At the beginning of the reign of shogun Tokugawa Ienari, the Edo-sumo organization elders undertook to make sumo charity events more respectable. In 1789, in response to edicts requiring official documents for the practice of certain activities and offices, Yoshida Oikaze (also known as Yoshida Zenzaemon), who had become a very influential man in Edo-sumo under the patronage of the Hosokawa clan of the Kumamoto Domain, submitted to the official of Edo shrines a number of documents authenticating both his own authority over the sumo world and the supposed historicity of some of the sumo traditions.

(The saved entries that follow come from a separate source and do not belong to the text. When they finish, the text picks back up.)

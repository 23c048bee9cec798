// Copyright 2026 the Scanout Authors
// SPDX-License-Identifier: Apache-2.0 OR MIT

//! Runtime configuration.
//!
//! Everything is read once when the [`Hwc`](crate::Hwc) is created. There is
//! no reload path.

use scanout_core::topology::PrimaryDisplayOrder;

/// Environment variable naming the device node or node pattern.
pub const ENV_DEVICE: &str = "SCANOUT_DRM_DEVICE";
/// Environment variable toggling overlay plane use (`0` disables).
pub const ENV_USE_OVERLAY_PLANES: &str = "SCANOUT_USE_OVERLAY_PLANES";
/// Environment variable forcing scaled layers to client composition.
pub const ENV_SCALE_WITH_GPU: &str = "SCANOUT_SCALE_WITH_GPU";
/// Environment variable with the comma-separated primary display order.
pub const ENV_PRIMARY_DISPLAY_ORDER: &str = "SCANOUT_PRIMARY_DISPLAY_ORDER";
/// Environment variable with the flattening countdown in vsyncs.
pub const ENV_FLATTENING_COUNTDOWN: &str = "SCANOUT_FLATTENING_COUNTDOWN";

/// Configuration for [`Hwc::new`](crate::Hwc::new).
#[derive(Clone, Debug, PartialEq, Eq)]
pub struct HwcConfig {
    /// A device node, or a pattern ending in `%` which is replaced by
    /// `0, 1, 2, …` until a node is missing.
    pub device_path: String,
    /// Claim overlay planes in addition to the primary plane.
    pub use_overlay_planes: bool,
    /// Route layers whose crop and frame differ in size through the client
    /// target.
    pub scale_with_gpu: bool,
    /// Connector preference for the primary display.
    pub primary_display_order: PrimaryDisplayOrder,
    /// Vsyncs between arming flattening and requesting a refresh.
    pub flattening_countdown: u32,
}

impl Default for HwcConfig {
    fn default() -> Self {
        Self {
            device_path: String::from("/dev/dri/card%"),
            use_overlay_planes: true,
            scale_with_gpu: false,
            primary_display_order: PrimaryDisplayOrder::default(),
            flattening_countdown: 60,
        }
    }
}

impl HwcConfig {
    /// Reads the configuration from the process environment.
    #[must_use]
    pub fn from_env() -> Self {
        Self::from_lookup(|key| std::env::var(key).ok())
    }

    /// Reads the configuration from `lookup`, falling back to the defaults
    /// for missing or malformed values.
    #[must_use]
    pub fn from_lookup(lookup: impl Fn(&str) -> Option<String>) -> Self {
        let mut config = Self::default();
        if let Some(path) = lookup(ENV_DEVICE).filter(|p| !p.trim().is_empty()) {
            config.device_path = path.trim().to_owned();
        }
        if let Some(flag) = lookup(ENV_USE_OVERLAY_PLANES).and_then(|v| parse_flag(&v)) {
            config.use_overlay_planes = flag;
        }
        if let Some(flag) = lookup(ENV_SCALE_WITH_GPU).and_then(|v| parse_flag(&v)) {
            config.scale_with_gpu = flag;
        }
        if let Some(order) = lookup(ENV_PRIMARY_DISPLAY_ORDER) {
            config.primary_display_order = PrimaryDisplayOrder::parse(&order);
        }
        if let Some(n) = lookup(ENV_FLATTENING_COUNTDOWN).and_then(|v| v.trim().parse().ok()) {
            config.flattening_countdown = n;
        }
        config
    }
}

/// Integer flags: zero is off, any other number is on.
fn parse_flag(value: &str) -> Option<bool> {
    value.trim().parse::<i64>().ok().map(|v| v != 0)
}

#[cfg(test)]
mod tests {
    use super::*;
    use std::collections::HashMap;

    fn lookup(pairs: &[(&str, &str)]) -> impl Fn(&str) -> Option<String> {
        let map: HashMap<String, String> = pairs
            .iter()
            .map(|(k, v)| ((*k).to_owned(), (*v).to_owned()))
            .collect();
        move |key| map.get(key).cloned()
    }

    #[test]
    fn defaults_when_unset() {
        assert_eq!(
            HwcConfig::from_lookup(|_| None),
            HwcConfig::default(),
            "nothing set"
        );
    }

    #[test]
    fn reads_every_key() {
        let config = HwcConfig::from_lookup(lookup(&[
            (ENV_DEVICE, " /dev/dri/card1 "),
            (ENV_USE_OVERLAY_PLANES, "0"),
            (ENV_SCALE_WITH_GPU, "1"),
            (ENV_PRIMARY_DISPLAY_ORDER, "HDMI-A-1, eDP-1,..."),
            (ENV_FLATTENING_COUNTDOWN, "3"),
        ]));
        assert_eq!(config.device_path, "/dev/dri/card1", "trimmed path");
        assert!(!config.use_overlay_planes, "overlays off");
        assert!(config.scale_with_gpu, "gpu scaling on");
        assert_eq!(
            config.primary_display_order.names(),
            ["HDMI-A-1", "eDP-1"],
            "names trimmed"
        );
        assert!(config.primary_display_order.catch_all(), "catch-all kept");
        assert_eq!(config.flattening_countdown, 3, "countdown");
    }

    #[test]
    fn malformed_values_keep_defaults() {
        let config = HwcConfig::from_lookup(lookup(&[
            (ENV_USE_OVERLAY_PLANES, "yes"),
            (ENV_FLATTENING_COUNTDOWN, "-4"),
            (ENV_DEVICE, "   "),
        ]));
        assert_eq!(config, HwcConfig::default(), "garbage ignored");
    }
}
// Copyright 2026 the Scanout Authors
// SPDX-License-Identifier: Apache-2.0 OR MIT

//! Devices, claims and display numbering.
//!
//! The [`ResourceManager`] is created once at startup and lives behind the
//! composer's master lock. It owns every opened device (object model plus
//! transport handle), the claim table shared by all pipelines, and the
//! display-number assignment, which never changes after startup.

use std::fmt;
use std::sync::Arc;

use scanout_core::binder::{BindOptions, bind_pipeline};
use scanout_core::claim::{ClaimTable, OwnerToken};
use scanout_core::hw::{Connector, ConnectorRef, Device, DeviceError, DeviceId};
use scanout_core::output::DisplayId;
use scanout_core::pipeline::DisplayPipeline;
use scanout_core::topology::{DisplayAssignment, order_displays};
use tracing::{debug, info, warn};

use crate::config::HwcConfig;
use crate::error::{InitError, TransportError};
use crate::transport::{DeviceOpener, KmsDevice};

/// Upper bound on `%` pattern expansion.
const MAX_DEVICE_NODES: u32 = 64;

/// An opened device.
pub(crate) struct DeviceEntry {
    pub(crate) model: Device,
    pub(crate) kms: Arc<dyn KmsDevice>,
}

impl fmt::Debug for DeviceEntry {
    fn fmt(&self, f: &mut fmt::Formatter<'_>) -> fmt::Result {
        f.debug_struct("DeviceEntry")
            .field("model", &self.model)
            .finish_non_exhaustive()
    }
}

/// Owner of all devices and hardware claims.
#[derive(Debug)]
pub(crate) struct ResourceManager {
    devices: Vec<DeviceEntry>,
    claims: ClaimTable,
    assignments: Vec<DisplayAssignment>,
    bind_options: BindOptions,
}

impl ResourceManager {
    /// Opens every device matching the configured path and numbers the
    /// displays.
    pub(crate) fn init(config: &HwcConfig, opener: &dyn DeviceOpener) -> Result<Self, InitError> {
        let mut devices = Vec::new();
        for path in node_paths(&config.device_path, opener) {
            let id = DeviceId(u32::try_from(devices.len()).unwrap_or(u32::MAX));
            match open_device(opener, id, &path) {
                Ok(entry) => {
                    info!(
                        "{path}: {} connectors, {} CRTCs, {} planes",
                        entry.model.connectors().len(),
                        entry.model.crtcs().len(),
                        entry.model.planes().len()
                    );
                    devices.push(entry);
                }
                Err(OpenError::NotKms) => debug!("{path}: not a modesetting device, skipped"),
                Err(OpenError::Transport(err)) => warn!("{path}: {err}"),
            }
        }
        if devices.is_empty() {
            return Err(InitError::NoUsableDevice);
        }

        let models: Vec<Device> = devices.iter().map(|d| d.model.clone()).collect();
        let assignments = order_displays(&models, &config.primary_display_order)
            .map_err(|_| InitError::NoPrimaryDisplay)?;

        Ok(Self {
            devices,
            claims: ClaimTable::new(),
            assignments,
            bind_options: BindOptions {
                use_overlay_planes: config.use_overlay_planes,
            },
        })
    }

    /// Display numbers with their connectors, primary first.
    pub(crate) fn assignments(&self) -> &[DisplayAssignment] {
        &self.assignments
    }

    pub(crate) fn device(&self, id: DeviceId) -> Option<&DeviceEntry> {
        self.devices.get(id.0 as usize)
    }

    pub(crate) fn connector(&self, connector: ConnectorRef) -> Option<&Connector> {
        self.device(connector.device)?
            .model
            .connector(connector.connector)
    }

    pub(crate) fn claims(&self) -> &ClaimTable {
        &self.claims
    }

    /// Binds a pipeline for `display`'s connector.
    pub(crate) fn bind(&mut self, display: DisplayId, connector: ConnectorRef) -> Option<DisplayPipeline> {
        let entry = self.devices.get(connector.device.0 as usize)?;
        bind_pipeline(
            &entry.model,
            &mut self.claims,
            connector.connector,
            OwnerToken::from(display),
            self.bind_options,
        )
    }

    /// Releases every claim of `pipeline`.
    pub(crate) fn release(&mut self, pipeline: DisplayPipeline) {
        pipeline.release(&mut self.claims);
    }

    /// Re-probes a connector. Returns `true` if its connection state changed.
    pub(crate) fn refresh_connector(&mut self, connector: ConnectorRef) -> Result<bool, TransportError> {
        let Some(entry) = self.devices.get_mut(connector.device.0 as usize) else {
            return Ok(false);
        };
        let probe = entry.kms.probe_connector(connector.connector)?;
        let before = entry
            .model
            .connector(connector.connector)
            .map(Connector::state);
        entry.model.refresh_connector(connector.connector, probe);
        let after = entry
            .model
            .connector(connector.connector)
            .map(Connector::state);
        Ok(before != after)
    }
}

enum OpenError {
    NotKms,
    Transport(TransportError),
}

impl From<TransportError> for OpenError {
    fn from(err: TransportError) -> Self {
        Self::Transport(err)
    }
}

impl From<DeviceError> for OpenError {
    fn from(err: DeviceError) -> Self {
        match err {
            DeviceError::NotKms => Self::NotKms,
        }
    }
}

fn open_device(opener: &dyn DeviceOpener, id: DeviceId, path: &str) -> Result<DeviceEntry, OpenError> {
    let kms = opener.open(path)?;
    let resources = kms.resources()?;
    let model = Device::new(id, path, resources)?;
    Ok(DeviceEntry { model, kms })
}

/// Expands a `%` pattern into existing node paths, stopping at the first
/// missing index. A plain path is returned as is.
fn node_paths(pattern: &str, opener: &dyn DeviceOpener) -> Vec<String> {
    let Some(prefix) = pattern.strip_suffix('%') else {
        return vec![pattern.to_owned()];
    };
    (0..MAX_DEVICE_NODES)
        .map(|i| format!("{prefix}{i}"))
        .take_while(|path| opener.node_exists(path))
        .collect()
}
// Copyright 2026 the Scanout Authors
// SPDX-License-Identifier: Apache-2.0 OR MIT

//! Display composer runtime for scanout.
//!
//! [`Hwc`] binds every logical display to a connector, encoder, CRTC and a
//! set of planes, then turns each presented frame into one atomic commit.
//! Around that sit the threads a composer needs:
//!
//! - one vsync timer per display, started and stopped on demand
//! - one flattening timer per display that asks the consumer for a refresh
//!   once a multi-layer scene has been idle long enough
//! - an optional hotplug listener fed by a [`HotplugSource`]
//!
//! Kernel access goes through the traits in [`KmsDevice`],
//! [`DeviceOpener`] and [`BufferDescriber`]. The `scanout_backend_drm` crate
//! implements them on top of the `drm` crate; tests use in-memory fakes.
//!
//! # Locking
//!
//! One lock guards all display and resource state. Consumer callbacks are
//! never called while it is held, so a callback may call back into [`Hwc`].

mod callbacks;
mod config;
mod display;
mod error;
mod hotplug;
mod hwc;
mod resources;
mod time;
mod transport;
mod vsync;

#[cfg(test)]
mod testing;

pub use callbacks::{HotplugCallback, RefreshCallback, VsyncCallback};
pub use config::{
    ENV_DEVICE, ENV_FLATTENING_COUNTDOWN, ENV_PRIMARY_DISPLAY_ORDER, ENV_SCALE_WITH_GPU,
    ENV_USE_OVERLAY_PLANES, HwcConfig,
};
pub use display::{
    ColorMode, ColorTransformHint, ConnectionType, DisplayAttribute, PowerMode, RenderIntent,
};
pub use error::{InitError, TransportError};
pub use hotplug::{ChannelHotplugSource, HotplugSender, HotplugSource, channel};
pub use hwc::{HdrCapabilities, Hwc};
pub use time::now;
pub use transport::{BufferDescriber, DeviceOpener, KmsDevice};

According to these documents, later grouped together in the Yoshida-ke senzo-sho (吉田家先祖書), the "Yoshida Family Ancestors Book", Oikaze claimed, through a family tree he produced, to descent from a warrior named Yoshida Ietsugu, from the province of Echizen. The Echizen Province was home to the very first family of referee: the line of Shiga no Seirin (sometimes spelled Shigano Seirin or called Shiga Seirin), a powerful wrestler appointed by Emperor Shōmu as official referee of the Heian court in the early 8th century. Shiga no Seirin is generally acknowledged as the first man who established the original forty-eight sumo techniques and as the founder of the gyōji profession. When the lineage of Shiga no Seirin ended for lack of descendants at the end of the 12th century, Ietsugu would have been chosen by Emperor Go-Toba to officiate as referee for the court banquet-tournaments. His name was changed to Oikaze (追風), and he was given a war fan to lead the matches. In addition, he was also appointed Bungonokami (豊後守), an honorary title given by the imperial court of Kyoto that does not reflect real power like that of the governor of Bungo Province, appointed by the shogunate. The name of Yoshida Oikaze appears as a referee in the oldest known banzuke, in 1699 in Kyoto.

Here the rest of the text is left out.